This is immediately after a half-dozen excuses as to why the author is still fat.

This article appears to self-defeat itself before it ever gets to the premise. :(
posted by Setec Astronomy at 10:07 AM on July 15


As a woman, you are always going to be fat.

This is so, so true it should be on a t-shirt. Or at least on some kind of wallet card that can be issued to every woman and girl so they can see it every day, be reminded and stop some of the stress and self-flagellation. No matter how often my pediatrician told me my weight was normal for my height, I was mercilessly fat-shamed in school from the first day of nursery school, literally any time a boy had an opportunity to speak to me. The worst offenders were the really fat boys, the ones spilling out over their trousers, whose faces shook when they screamed at me.

I became heavy through the intermediate grades, through a combination of puberty and not giving a fuck from damned if you don't. A long illness brought all the weight back off in junior high until I was clinically underweight, occasionally dangerously so. But I couldn't see it. When I looked in the mirror, all I could see was gross corpulence. And guess what - there were still enough boys saying the same thing to reinforce that false mirror, that nobody could get through to get me to see the real one.

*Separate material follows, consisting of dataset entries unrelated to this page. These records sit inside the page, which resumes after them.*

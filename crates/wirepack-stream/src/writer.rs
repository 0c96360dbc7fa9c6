use bytes::Bytes;
use tracing::trace;
use wirepack_buffers::{BufferListWriter, Writer};
use wirepack_packet::{write_value, Header, ObjectFormat, Value};
use wirepack_transport::{Transport, TransportError};

use crate::error::{Result, StreamError};

/// Default accumulated-size threshold for [`FlushPolicy::Buffered`]: 64 KiB.
pub const DEFAULT_FLUSH_THRESHOLD: usize = 64 * 1024;

/// When accumulated bytes are handed to the transport.
#[derive(Debug, Clone, Copy)]
pub enum FlushPolicy {
    /// Every primitive write goes straight out. No batching, no buffering
    /// latency.
    Direct,
    /// Flush once the outermost composite write completes — N nested writes
    /// become one transport send.
    Delayed,
    /// Like `Delayed`, but also flush mid-composite whenever the buffer
    /// reaches `threshold`, bounding memory growth on deeply nested or very
    /// large values.
    Buffered { threshold: usize },
}

/// A [`Writer`] that forwards accumulated bytes to a transport, keyed on
/// the encoder's context nesting.
///
/// The encoder brackets every frame with `push_context`/`pop_context`;
/// nested frames nest the brackets. Whatever the policy, the outermost
/// `pop_context` always flushes — no bytes are left behind after the last
/// matching pop. Transport failures are captured during encoding and
/// surfaced by [`PacketWriter::send_value`]/[`PacketWriter::flush`].
pub struct PacketWriter<T> {
    transport: T,
    buf: BufferListWriter,
    depth: usize,
    total: usize,
    policy: FlushPolicy,
    error: Option<TransportError>,
}

impl<T: Transport> PacketWriter<T> {
    pub fn direct(transport: T) -> Self {
        Self::with_policy(transport, FlushPolicy::Direct)
    }

    pub fn delayed(transport: T) -> Self {
        Self::with_policy(transport, FlushPolicy::Delayed)
    }

    pub fn buffered(transport: T) -> Self {
        Self::with_policy(
            transport,
            FlushPolicy::Buffered {
                threshold: DEFAULT_FLUSH_THRESHOLD,
            },
        )
    }

    pub fn with_policy(transport: T, policy: FlushPolicy) -> Self {
        Self {
            transport,
            buf: BufferListWriter::new(),
            depth: 0,
            total: 0,
            policy,
            error: None,
        }
    }

    /// Encode one value and hand it to the transport per the flush policy.
    pub fn send_value(&mut self, value: &Value, format: &dyn ObjectFormat) -> Result<Header> {
        let header = write_value(self, value, format)?;
        if let Some(err) = self.error.take() {
            return Err(err.into());
        }
        Ok(header)
    }

    /// Force out anything still buffered.
    pub fn flush(&mut self) -> Result<()> {
        self.flush_now();
        match self.error.take() {
            Some(err) => Err(err.into()),
            None => Ok(()),
        }
    }

    /// Bytes accumulated but not yet handed to the transport.
    pub fn buffered_len(&self) -> usize {
        self.buf.len()
    }

    /// Borrow the underlying transport.
    pub fn get_ref(&self) -> &T {
        &self.transport
    }

    /// Mutably borrow the underlying transport.
    pub fn get_mut(&mut self) -> &mut T {
        &mut self.transport
    }

    /// Consume the writer and return the transport.
    pub fn into_transport(self) -> T {
        self.transport
    }

    fn flush_now(&mut self) {
        if self.buf.is_empty() {
            return;
        }
        let batch = self.buf.buffer();
        self.buf.reset();
        trace!(len = batch.len(), depth = self.depth, "flushing to transport");
        if let Err(err) = self.transport.send(batch) {
            // Keep the first failure; the caller sees it at the packet level.
            self.error.get_or_insert(err);
        }
    }

    fn after_write(&mut self, written: usize) -> usize {
        self.total += written;
        if matches!(self.policy, FlushPolicy::Direct) {
            self.flush_now();
        }
        self.total
    }
}

impl<T: Transport> Writer for PacketWriter<T> {
    fn write_u8(&mut self, value: u8) -> usize {
        let before = self.buf.len();
        let after = self.buf.write_u8(value);
        self.after_write(after - before)
    }

    fn write_u16(&mut self, value: u16) -> usize {
        let before = self.buf.len();
        let after = self.buf.write_u16(value);
        self.after_write(after - before)
    }

    fn write_u32(&mut self, value: u32) -> usize {
        let before = self.buf.len();
        let after = self.buf.write_u32(value);
        self.after_write(after - before)
    }

    fn write_f64(&mut self, value: f64) -> usize {
        let before = self.buf.len();
        let after = self.buf.write_f64(value);
        self.after_write(after - before)
    }

    fn write_str(&mut self, value: &str) -> usize {
        let before = self.buf.len();
        let after = self.buf.write_str(value);
        self.after_write(after - before)
    }

    fn write_bytes(&mut self, value: Bytes) -> usize {
        let before = self.buf.len();
        let after = self.buf.write_bytes(value);
        self.after_write(after - before)
    }

    fn write_writer(&mut self, other: BufferListWriter) -> usize {
        let before = self.buf.len();
        let after = self.buf.write_writer(other);
        self.after_write(after - before)
    }

    fn push_context(&mut self) {
        self.depth += 1;
    }

    fn pop_context(&mut self) {
        self.depth = self.depth.saturating_sub(1);
        match self.policy {
            FlushPolicy::Direct => {}
            FlushPolicy::Delayed => {
                if self.depth == 0 {
                    self.flush_now();
                }
            }
            FlushPolicy::Buffered { threshold } => {
                if self.depth == 0 || self.buf.len() >= threshold {
                    self.flush_now();
                }
            }
        }
    }

    fn len(&self) -> usize {
        self.total
    }

    fn reset(&mut self) {
        self.buf.reset();
        self.total = 0;
        self.depth = 0;
    }
}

If I had a child, one of the first and most important things I would want to teach him or her is, "It's none of your business how much anybody weighs until you're a grownup. And even then, it's only your business if that person is your partner or your child, or if you're a doctor and the person is your patient. Until then, you do not talk about it, ever."
posted by The Underpants Monster at 10:08 AM on July 15 [11 favorites]


I think the actual value of her post is not "rah rah I have a sense of self even though I'm fat!" but the observation of the near-universal experience that American women have that no matter what they weigh, it's too much. Being able to internalize THAT is a huge paradigm shift for any individual, and if we can all get there (regardless of gender), it would be real, valuable progress.
posted by spindrifter at 10:09 AM on July 15 [11 favorites]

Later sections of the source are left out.